Not going to lie here – winter is not my favourite season. Weeks and weeks of cloudy Cape skies and storms that threaten to tear off the new roof before I’ve finished paying for it leave me a tad blue. I turn to bread, pasta and anything fatty. At the end of three months the skinny jeans don’t fit so ‘lekker’ anymore and things that should be firm aren’t.

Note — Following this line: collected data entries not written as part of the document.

//! kvmap Common - Shared types and utilities
//!
//! This crate provides the value model, record and key types, write
//! policies, query descriptors, configuration and the store-agnostic error
//! taxonomy used by every kvmap component.

pub mod config;
pub mod error;
pub mod policy;
pub mod query;
pub mod types;
pub mod value;

pub use config::Config;
pub use error::{Error, Result};
pub use policy::{ExistenceAction, GenerationPolicy, WritePolicy, WritePolicyBuilder};
pub use query::{Filter, Query, Sort, SortDirection};
pub use types::*;
pub use value::Value;
//! kvmap CLI - Demo and admin command line interface
//!
//! Runs persistence scenarios against the in-memory store using the same
//! template stack an application would use against a live cluster.

mod model;

use anyhow::{Context, Result};
use clap::{Parser, Subcommand};
use futures::TryStreamExt;
use kvmap_client::{MemoryStore, StoreClient};
use kvmap_common::{Config, Error, Filter, Query, Sort};
use kvmap_mapping::EntityRegistry;
use kvmap_template::AsyncTemplate;
use model::{Person, Session};
use std::path::PathBuf;
use std::sync::Arc;
use std::time::Duration;
use tracing::{info, warn};
use tracing_subscriber::{layer::SubscriberExt, util::SubscriberInitExt};

#[derive(Parser, Debug)]
#[command(name = "kvmap-cli")]
#[command(about = "kvmap demo and admin CLI")]
#[command(version)]
struct Args {
    /// Configuration file (TOML)
    #[arg(short, long, env = "KVMAP_CONFIG", default_value = "kvmap.toml")]
    config: PathBuf,

    /// Log level (overrides the config file)
    #[arg(long)]
    log_level: Option<String>,

    #[command(subcommand)]
    command: Commands,
}

#[derive(Subcommand, Debug)]
enum Commands {
    /// Print the effective configuration
    Config,
    /// Versioned save, stale save and duplicate insert walkthrough
    Demo,
    /// Race concurrent writers holding the same version
    Conflict {
        /// Number of concurrent writers
        #[arg(short, long, default_value_t = 8)]
        writers: usize,
        /// Simulated store latency per request (milliseconds)
        #[arg(long, default_value_t = 5)]
        latency_ms: u64,
    },
    /// Bulk insert and query people
    Load {
        /// Number of people to insert
        #[arg(short, long, default_value_t = 100)]
        count: u32,
        /// Minimum age for the query
        #[arg(long, default_value_t = 30)]
        min_age: i64,
        /// Page size for the query
        #[arg(long, default_value_t = 5)]
        limit: u64,
    },
    /// Show refresh-on-read sessions
    Touch,
}

fn build_template(config: &Config, store: MemoryStore) -> Result<(Arc<MemoryStore>, AsyncTemplate)> {
    let registry = EntityRegistry::builder()
        .register::<Person>()?
        .register::<Session>()?
        .build();
    let store = Arc::new(store);
    let client: Arc<dyn StoreClient> = store.clone();
    Ok((store, AsyncTemplate::new(client, registry, config)))
}

#[tokio::main]
async fn main() -> Result<()> {
    // Parse command line arguments
    let args = Args::parse();
    let config = Config::load(&args.config)
        .with_context(|| format!("loading {}", args.config.display()))?;

    // Initialize logging
    let level = args
        .log_level
        .clone()
        .unwrap_or_else(|| config.logging.level.clone());
    tracing_subscriber::registry()
        .with(tracing_subscriber::EnvFilter::try_from_default_env().unwrap_or_else(|_| level.into()))
        .with(tracing_subscriber::fmt::layer())
        .init();

    match args.command {
        Commands::Config => {
            println!("{}", serde_json::to_string_pretty(&config)?);
        }
        Commands::Demo => demo(&config).await?,
        Commands::Conflict {
            writers,
            latency_ms,
        } => conflict(&config, writers, latency_ms).await?,
        Commands::Load {
            count,
            min_age,
            limit,
        } => load(&config, count, min_age, limit).await?,
        Commands::Touch => touch(&config).await?,
    }

    Ok(())
}

async fn demo(config: &Config) -> Result<()> {
    let (store, template) = build_template(config, MemoryStore::new())?;

    let mut dave = Person::new("p1", "Dave", "Matthews", 42);
    template.insert(&mut dave).await?;
    println!("insert      -> version {:?}", dave.version);

    dave.age += 1;
    template.save(&mut dave).await?;
    println!("save        -> version {:?}", dave.version);

    let mut stale = Person {
        version: Some(1),
        firstname: "David".to_string(),
        ..dave.clone()
    };
    match template.save(&mut stale).await {
        Err(e @ Error::OptimisticLock { .. }) => println!("stale save  -> {e}"),
        other => warn!("Unexpected stale save result: {:?}", other),
    }

    let mut duplicate = Person::new("p1", "Carter", "Beauford", 60);
    match template.insert(&mut duplicate).await {
        Err(e @ Error::DuplicateKey { .. }) => println!("dup insert  -> {e}"),
        other => warn!("Unexpected duplicate insert result: {:?}", other),
    }

    let stored = template.find_by_id::<Person>("p1").await?;
    println!("find_by_id  -> {stored:?}");
    println!("requests    -> {}", store.request_count());
    Ok(())
}

async fn conflict(config: &Config, writers: usize, latency_ms: u64) -> Result<()> {
    let store = MemoryStore::new().with_latency(Duration::from_millis(latency_ms));
    let (_, template) = build_template(config, store)?;

    let mut seed = Person::new("contended", "Seed", "Record", 0);
    template.save(&mut seed).await?;

    let handles: Vec<_> = (0..writers)
        .map(|i| {
            let mut copy = Person {
                firstname: format!("writer-{i}"),
                ..seed.clone()
            };
            template.spawn(move |t| async move {
                t.save(&mut copy).await?;
                Ok::<_, Error>(copy)
            })
        })
        .collect();

    let (mut wins, mut conflicts) = (0, 0);
    for handle in handles {
        match handle.await {
            Ok(winner) => {
                wins += 1;
                println!("{} won with version {:?}", winner.firstname, winner.version);
            }
            Err(e) if e.is_conflict() => conflicts += 1,
            Err(e) => return Err(e.into()),
        }
    }
    info!("{} writers: {} won, {} conflicted", writers, wins, conflicts);
    println!("wins: {wins}, conflicts: {conflicts}");
    Ok(())
}

async fn load(config: &Config, count: u32, min_age: i64, limit: u64) -> Result<()> {
    let (_, template) = build_template(config, MemoryStore::new())?;

    let mut people: Vec<_> = (0..count)
        .map(|i| Person::new(format!("p{i:05}"), "Person", &format!("No{i}"), i64::from(i % 80)))
        .collect();
    template.insert_all(&mut people).await?;
    println!("stored: {}", template.count::<Person>().await?);

    let query = Query::new(Some(Filter::range("age", min_age, i64::MAX)))
        .with_sort(Sort::asc("age"))
        .with_limit(limit);
    let page: Vec<Person> = template.find(&query).await?.try_collect().await?;
    for person in page {
        println!("{} {} age {}", person.id, person.lastname, person.age);
    }
    Ok(())
}

async fn touch(config: &Config) -> Result<()> {
    let (store, template) = build_template(config, MemoryStore::new())?;

    let mut session = Session {
        id: "s1".to_string(),
        version: None,
        user: "dave".to_string(),
    };
    template.save(&mut session).await?;
    println!("saved       -> version {:?}", session.version);

    for _ in 0..3 {
        if let Some(read) = template.find_by_id::<Session>("s1").await? {
            println!("read        -> version {:?}", read.version);
        }
    }

    let key = kvmap_common::StoreKey::new(template.namespace(), "sessions", "s1");
    if let Some(record) = store.peek(&key) {
        println!("expires in  -> {}s", record.expiration);
    }
    Ok(())
}
//! Store failure codes

use std::fmt;
use thiserror::Error;

/// Native result codes reported by the store
#[derive(Clone, Copy, Debug, PartialEq, Eq, Hash)]
pub enum ResultCode {
    ServerNotAvailable,
    ServerError,
    KeyNotFound,
    GenerationError,
    ParameterError,
    KeyExists,
    BinExists,
    Timeout,
    BinTypeError,
    KeyBusy,
    DeviceOverload,
    /// Any code this crate has no name for
    Other(i32),
}

impl ResultCode {
    /// Numeric wire code
    #[must_use]
    pub const fn code(self) -> i32 {
        match self {
            Self::ServerNotAvailable => -8,
            Self::ServerError => 1,
            Self::KeyNotFound => 2,
            Self::GenerationError => 3,
            Self::ParameterError => 4,
            Self::KeyExists => 5,
            Self::BinExists => 6,
            Self::Timeout => 9,
            Self::BinTypeError => 12,
            Self::KeyBusy => 14,
            Self::DeviceOverload => 18,
            Self::Other(code) => code,
        }
    }

    #[must_use]
    pub const fn from_code(code: i32) -> Self {
        match code {
            -8 => Self::ServerNotAvailable,
            1 => Self::ServerError,
            2 => Self::KeyNotFound,
            3 => Self::GenerationError,
            4 => Self::ParameterError,
            5 => Self::KeyExists,
            6 => Self::BinExists,
            9 => Self::Timeout,
            12 => Self::BinTypeError,
            14 => Self::KeyBusy,
            18 => Self::DeviceOverload,
            other => Self::Other(other),
        }
    }
}

impl fmt::Display for ResultCode {
    fn fmt(&self, f: &mut fmt::Formatter<'_>) -> fmt::Result {
        match self {
            Self::Other(code) => write!(f, "code {code}"),
            named => write!(f, "{named:?} ({})", named.code()),
        }
    }
}

/// Failure reported by the store client
#[derive(Clone, Debug, Error)]
#[error("{code}: {message}")]
pub struct ClientError {
    pub code: ResultCode,
    pub message: String,
}

impl ClientError {
    pub fn new(code: ResultCode, message: impl Into<String>) -> Self {
        Self {
            code,
            message: message.into(),
        }
    }
}

/// Result type for store client calls
pub type ClientResult<T> = Result<T, ClientError>;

Not this year I’ve vowed. So I’ve been playing with low-fat veggie recipes recently, like this recipe for orange sweet potato and carrot soup. It’s fragrantly perfumed thanks to warming ginger and it has a very subtle chilli bite – deeply satisfying stuff on a rainy Cape Town day.
All you need is…
1 cup finely diced red onion
2 Tbsp olive oil
2 plump garlic cloves, finely sliced or minced
1 deseeded red chilli, chopped
1kg orange sweet potatoes, peeled and diced
6 extra large carrots (600g), peeled and sliced
2 Knorrox chicken stock cubes
1 tsp ground ginger (not fresh ginger)
¼ tsp black pepper
5 cups water (1,25L)
juice of one orange
Fry the onion over medium heat in the olive oil until soft. Add the garlic and chilli and fry for a further minute. Add the sweet potatoes, carrots, ginger and black pepper along with the water. Crumble in the chicken stock cubes. Place lid on and cook over low heat until veggies are soft. Use a stick blender to puree the soup. Stir in the orange juice. If the soup is too thick for your liking at this stage, stir in a bit of water. Taste and adjust salt as needed.

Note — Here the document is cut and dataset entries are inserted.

//! Blocking template
//!
//! Runs every [`AsyncTemplate`] operation to completion on a runtime owned
//! by the template. Calls block the current thread until the store
//! responds, so they must not be made from inside an async context.

use crate::template::AsyncTemplate;
use futures::TryStreamExt;
use kvmap_common::{Error, Query, Result, Sort, WritePolicy};
use kvmap_mapping::Entity;
use std::future::Future;
use std::sync::Arc;
use tokio::runtime::{Builder, Runtime};

/// Synchronous entity operations
#[derive(Clone)]
pub struct BlockingTemplate {
    inner: AsyncTemplate,
    runtime: Arc<Runtime>,
}

impl BlockingTemplate {
    /// Wrap `template` with a private current-thread runtime
    pub fn new(template: AsyncTemplate) -> Result<Self> {
        let runtime = Builder::new_current_thread()
            .enable_all()
            .build()
            .map_err(|e| Error::Configuration(format!("failed to build runtime: {e}")))?;
        Ok(Self::with_runtime(template, Arc::new(runtime)))
    }

    /// Wrap `template` with a runtime shared with other components
    #[must_use]
    pub const fn with_runtime(template: AsyncTemplate, runtime: Arc<Runtime>) -> Self {
        Self {
            inner: template,
            runtime,
        }
    }

    /// The non-blocking template this one drives
    #[must_use]
    pub const fn as_async(&self) -> &AsyncTemplate {
        &self.inner
    }

    fn run<F: Future>(&self, fut: F) -> F::Output {
        self.runtime.block_on(fut)
    }

    pub fn save<T: Entity>(&self, entity: &mut T) -> Result<()> {
        self.run(self.inner.save(entity))
    }

    pub fn insert<T: Entity>(&self, entity: &mut T) -> Result<()> {
        self.run(self.inner.insert(entity))
    }

    pub fn insert_all<T: Entity>(&self, entities: &mut [T]) -> Result<()> {
        self.run(self.inner.insert_all(entities))
    }

    pub fn update<T: Entity>(&self, entity: &mut T) -> Result<()> {
        self.run(self.inner.update(entity))
    }

    pub fn persist<T: Entity>(&self, entity: &mut T, policy: &WritePolicy) -> Result<()> {
        self.run(self.inner.persist(entity, policy))
    }

    pub fn find_by_id<T: Entity>(&self, id: &str) -> Result<Option<T>> {
        self.run(self.inner.find_by_id(id))
    }

    pub fn find_by_ids<T: Entity, S: AsRef<str>>(&self, ids: &[S]) -> Result<Vec<T>> {
        self.run(self.inner.find_by_ids(ids))
    }

    pub fn find_all<T: Entity>(&self) -> Result<Vec<T>> {
        self.run(async { self.inner.find_all::<T>().await?.try_collect().await })
    }

    pub fn find_in_range<T: Entity>(
        &self,
        offset: u64,
        limit: u64,
        sort: Option<&Sort>,
    ) -> Result<Vec<T>> {
        self.run(async {
            self.inner
                .find_in_range::<T>(offset, limit, sort)
                .await?
                .try_collect()
                .await
        })
    }

    pub fn find<T: Entity>(&self, query: &Query) -> Result<Vec<T>> {
        self.run(async { self.inner.find::<T>(query).await?.try_collect().await })
    }

    pub fn count<T: Entity>(&self) -> Result<u64> {
        self.run(self.inner.count::<T>())
    }

    pub fn exists<T: Entity>(&self, id: &str) -> Result<bool> {
        self.run(self.inner.exists::<T>(id))
    }

    pub fn delete<T: Entity>(&self, entity: &T) -> Result<bool> {
        self.run(self.inner.delete(entity))
    }

    pub fn delete_by_id<T: Entity>(&self, id: &str) -> Result<bool> {
        self.run(self.inner.delete_by_id::<T>(id))
    }

    pub fn add<T: Entity>(&self, entity: &T, values: &[(&str, i64)]) -> Result<T> {
        self.run(self.inner.add(entity, values))
    }

    pub fn append<T: Entity>(&self, entity: &T, values: &[(&str, &str)]) -> Result<T> {
        self.run(self.inner.append(entity, values))
    }

    pub fn prepend<T: Entity>(&self, entity: &T, values: &[(&str, &str)]) -> Result<T> {
        self.run(self.inner.prepend(entity, values))
    }
}
//! Store value model
//!
//! Every bin value crossing the store boundary is one of the kinds in
//! [`Value`]. Typed entity fields convert through `From` impls for
//! primitives and through [`Value::encode`] / [`Value::decode`] for
//! anything serde can describe.

use crate::error::{Error, Result};
use serde::de::DeserializeOwned;
use serde::{Deserialize, Serialize};
use std::cmp::Ordering;
use std::collections::BTreeMap;

/// A value the store can hold in a bin
#[derive(Clone, Debug, Default, PartialEq, Serialize, Deserialize)]
pub enum Value {
    /// Absent / null
    #[default]
    Nil,
    Bool(bool),
    Int(i64),
    /// Always finite
    Float(f64),
    String(String),
    Bytes(Vec<u8>),
    List(Vec<Value>),
    /// Maps are keyed by strings only
    Map(BTreeMap<String, Value>),
}

impl Value {
    /// Encode any serializable value into the store's value model.
    ///
    /// Fails with a conversion error when the value has no store
    /// representation (unsigned integers above `i64::MAX`, non-string map
    /// keys that serde cannot stringify, non-finite floats).
    pub fn encode<S: Serialize + ?Sized>(value: &S) -> Result<Self> {
        let json = serde_json::to_value(value).map_err(|e| Error::conversion(e.to_string()))?;
        Self::from_json(json)
    }

    /// Decode this value into a typed field.
    pub fn decode<D: DeserializeOwned>(&self) -> Result<D> {
        serde_json::from_value(self.to_json()).map_err(|e| Error::conversion(e.to_string()))
    }

    /// Build a float value, rejecting NaN and infinities
    pub fn float(f: f64) -> Result<Self> {
        if f.is_finite() {
            Ok(Self::Float(f))
        } else {
            Err(Error::conversion(format!("non-finite float {f} is not storable")))
        }
    }

    #[must_use]
    pub const fn is_nil(&self) -> bool {
        matches!(self, Self::Nil)
    }

    #[must_use]
    pub const fn as_i64(&self) -> Option<i64> {
        match self {
            Self::Int(i) => Some(*i),
            _ => None,
        }
    }

    #[must_use]
    pub fn as_str(&self) -> Option<&str> {
        match self {
            Self::String(s) => Some(s),
            _ => None,
        }
    }

    #[must_use]
    pub const fn as_bool(&self) -> Option<bool> {
        match self {
            Self::Bool(b) => Some(*b),
            _ => None,
        }
    }

    /// Short name of the value kind, used in diagnostics
    #[must_use]
    pub const fn kind(&self) -> &'static str {
        match self {
            Self::Nil => "nil",
            Self::Bool(_) => "bool",
            Self::Int(_) => "int",
            Self::Float(_) => "float",
            Self::String(_) => "string",
            Self::Bytes(_) => "bytes",
            Self::List(_) => "list",
            Self::Map(_) => "map",
        }
    }

    /// Total order used when sorting query results.
    ///
    /// Values of different kinds order by kind; ints and floats compare
    /// numerically with each other.
    #[must_use]
    pub fn sort_cmp(&self, other: &Self) -> Ordering {
        match (self, other) {
            (Self::Int(a), Self::Int(b)) => a.cmp(b),
            (Self::Float(a), Self::Float(b)) => a.total_cmp(b),
            #[allow(clippy::cast_precision_loss)]
            (Self::Int(a), Self::Float(b)) => (*a as f64).total_cmp(b),
            #[allow(clippy::cast_precision_loss)]
            (Self::Float(a), Self::Int(b)) => a.total_cmp(&(*b as f64)),
            (Self::Bool(a), Self::Bool(b)) => a.cmp(b),
            (Self::String(a), Self::String(b)) => a.cmp(b),
            (Self::Bytes(a), Self::Bytes(b)) => a.cmp(b),
            (Self::List(a), Self::List(b)) => {
                for (x, y) in a.iter().zip(b) {
                    let ord = x.sort_cmp(y);
                    if ord != Ordering::Equal {
                        return ord;
                    }
                }
                a.len().cmp(&b.len())
            }
            _ => self.rank().cmp(&other.rank()),
        }
    }

    const fn rank(&self) -> u8 {
        match self {
            Self::Nil => 0,
            Self::Bool(_) => 1,
            Self::Int(_) | Self::Float(_) => 2,
            Self::String(_) => 3,
            Self::Bytes(_) => 4,
            Self::List(_) => 5,
            Self::Map(_) => 6,
        }
    }

    fn from_json(json: serde_json::Value) -> Result<Self> {
        use serde_json::Value as Json;

        Ok(match json {
            Json::Null => Self::Nil,
            Json::Bool(b) => Self::Bool(b),
            Json::Number(n) => {
                if let Some(i) = n.as_i64() {
                    Self::Int(i)
                } else if n.is_u64() {
                    return Err(Error::conversion(format!(
                        "integer {n} exceeds the store's signed 64-bit range"
                    )));
                } else {
                    let f = n
                        .as_f64()
                        .ok_or_else(|| Error::conversion(format!("unsupported number {n}")))?;
                    Self::float(f)?
                }
            }
            Json::String(s) => Self::String(s),
            Json::Array(items) => Self::List(
                items
                    .into_iter()
                    .map(Self::from_json)
                    .collect::<Result<Vec<_>>>()?,
            ),
            Json::Object(map) => Self::Map(
                map.into_iter()
                    .map(|(k, v)| Ok((k, Self::from_json(v)?)))
                    .collect::<Result<BTreeMap<_, _>>>()?,
            ),
        })
    }

    fn to_json(&self) -> serde_json::Value {
        use serde_json::Value as Json;

        match self {
            Self::Nil => Json::Null,
            Self::Bool(b) => Json::Bool(*b),
            Self::Int(i) => Json::from(*i),
            Self::Float(f) => serde_json::Number::from_f64(*f).map_or(Json::Null, Json::Number),
            Self::String(s) => Json::String(s.clone()),
            Self::Bytes(b) => Json::Array(b.iter().map(|byte| Json::from(*byte)).collect()),
            Self::List(items) => Json::Array(items.iter().map(Self::to_json).collect()),
            Self::Map(map) => Json::Object(
                map.iter()
                    .map(|(k, v)| (k.clone(), v.to_json()))
                    .collect(),
            ),
        }
    }
}

macro_rules! int_from {
    ($($t:ty),*) => {
        $(
            impl From<$t> for Value {
                fn from(v: $t) -> Self {
                    Self::Int(i64::from(v))
                }
            }
        )*
    };
}

int_from!(i8, i16, i32, i64, u8, u16, u32);

impl TryFrom<u64> for Value {
    type Error = Error;

    fn try_from(v: u64) -> Result<Self> {
        i64::try_from(v)
            .map(Self::Int)
            .map_err(|_| Error::conversion(format!("integer {v} exceeds the store's signed 64-bit range")))
    }
}

impl TryFrom<f64> for Value {
    type Error = Error;

    fn try_from(v: f64) -> Result<Self> {
        Self::float(v)
    }
}

impl From<bool> for Value {
    fn from(v: bool) -> Self {
        Self::Bool(v)
    }
}

impl From<String> for Value {
    fn from(v: String) -> Self {
        Self::String(v)
    }
}

impl From<&str> for Value {
    fn from(v: &str) -> Self {
        Self::String(v.to_string())
    }
}

impl From<Vec<u8>> for Value {
    fn from(v: Vec<u8>) -> Self {
        Self::Bytes(v)
    }
}

impl<V: Into<Self>> From<Option<V>> for Value {
    fn from(v: Option<V>) -> Self {
        v.map_or(Self::Nil, Into::into)
    }
}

Garnish with a drizzle of coconut milk and coriander leaves and tuck in. If you really want to push the boat out flavour wise, make my intensely fragrant and super quick and easy orange gremolata as a garnish. See Tips, Tricks & Trivia lower down for how.
serves
4
prep
20 min
cook
30 min
tips, tricks and trivia
Easy herby orange gremolata
Gremolata is one of those miracle last-minute additions that just lift a meal. Traditionally it consists of parsley, garlic and lemon zest, finely chopped and mixed together. Spoon it over soup, steak, or stew and the fragrance as it hits the heat is just a knockout.

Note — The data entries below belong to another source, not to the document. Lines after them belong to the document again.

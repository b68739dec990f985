//! Query descriptors
//!
//! Filters are produced by the query-derivation layer (which turns
//! repository method names into predicates) and consumed by store scans.
//! This module only defines their shape and how a record is matched.

use crate::error::{Error, Result};
use crate::types::Record;
use crate::value::Value;
use serde::{Deserialize, Serialize};
use std::cmp::Ordering;

/// Predicate over a record's bins
#[derive(Clone, Debug, PartialEq, Serialize, Deserialize)]
pub enum Filter {
    /// Bin equals value
    Equal { bin: String, value: Value },
    /// Bin within `[begin, end]` (inclusive)
    Range {
        bin: String,
        begin: Value,
        end: Value,
    },
    /// All sub-filters match
    And(Vec<Filter>),
}

impl Filter {
    pub fn equal(bin: impl Into<String>, value: impl Into<Value>) -> Self {
        Self::Equal {
            bin: bin.into(),
            value: value.into(),
        }
    }

    pub fn range(bin: impl Into<String>, begin: impl Into<Value>, end: impl Into<Value>) -> Self {
        Self::Range {
            bin: bin.into(),
            begin: begin.into(),
            end: end.into(),
        }
    }

    #[must_use]
    pub fn matches(&self, record: &Record) -> bool {
        match self {
            Self::Equal { bin, value } => record.get(bin).unwrap_or(&Value::Nil) == value,
            Self::Range { bin, begin, end } => record.get(bin).is_some_and(|v| {
                v.sort_cmp(begin) != Ordering::Less && v.sort_cmp(end) != Ordering::Greater
            }),
            Self::And(filters) => filters.iter().all(|f| f.matches(record)),
        }
    }
}

#[derive(Clone, Copy, Debug, Default, PartialEq, Eq, Serialize, Deserialize)]
pub enum SortDirection {
    #[default]
    Ascending,
    Descending,
}

/// Ordering on a single bin
#[derive(Clone, Debug, PartialEq, Eq, Serialize, Deserialize)]
pub struct Sort {
    pub bin: String,
    pub direction: SortDirection,
}

impl Sort {
    pub fn asc(bin: impl Into<String>) -> Self {
        Self {
            bin: bin.into(),
            direction: SortDirection::Ascending,
        }
    }

    pub fn desc(bin: impl Into<String>) -> Self {
        Self {
            bin: bin.into(),
            direction: SortDirection::Descending,
        }
    }

    /// Compare two records by this ordering; missing bins sort first
    #[must_use]
    pub fn compare(&self, a: &Record, b: &Record) -> Ordering {
        let nil = Value::Nil;
        let ord = a
            .get(&self.bin)
            .unwrap_or(&nil)
            .sort_cmp(b.get(&self.bin).unwrap_or(&nil));
        match self.direction {
            SortDirection::Ascending => ord,
            SortDirection::Descending => ord.reverse(),
        }
    }
}

/// A scan query: optional filter, ordering and paging
#[derive(Clone, Debug, Default, PartialEq)]
pub struct Query {
    pub filter: Option<Filter>,
    pub sort: Option<Sort>,
    pub offset: u64,
    pub limit: Option<u64>,
}

impl Query {
    #[must_use]
    pub fn new(filter: Option<Filter>) -> Self {
        Self {
            filter,
            ..Self::default()
        }
    }

    #[must_use]
    pub fn with_sort(mut self, sort: Sort) -> Self {
        self.sort = Some(sort);
        self
    }

    #[must_use]
    pub fn with_offset(mut self, offset: u64) -> Self {
        self.offset = offset;
        self
    }

    #[must_use]
    pub fn with_limit(mut self, limit: u64) -> Self {
        self.limit = Some(limit);
        self
    }

    /// Paging without ordering is non-deterministic over a scan
    pub fn validate(&self) -> Result<()> {
        if self.sort.is_none() && self.offset > 0 {
            return Err(Error::invalid_argument(
                "Unsorted query must not have offset value. For retrieving paged results use sorted query.",
            ));
        }
        Ok(())
    }
}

Here’s how to make an orange version to spoon over my sweet potato and carrot soup: Finely chop a handful of coriander, a handful or parsley, and a handful of mint and mix it with the finely grated zest of one orange and half a teaspoon of finely minced garlic. Done!
enjoy with
The spicy notes of this soup would pair well with an off-dry Riesling or a Viognier, both highly aromatic varieties. These varieties tend to be on the pricier side though and this is a pocket-friendly soup recipe, so I’m looking for a wine that works equally well with spicy food and comes at a great everyday price. My choice? Bon Courage Estate’s Gewürtztraminer.
On the nose it overwhelms with spice and rose petal, heady stuff indeed. On the palate it’s dry, medium-bodied and complex with spice notes and a generously lingering aftertaste. Platter gives this wine three and a half stars. Its pocket-friendly price? At time of publication it’s available online at just R70.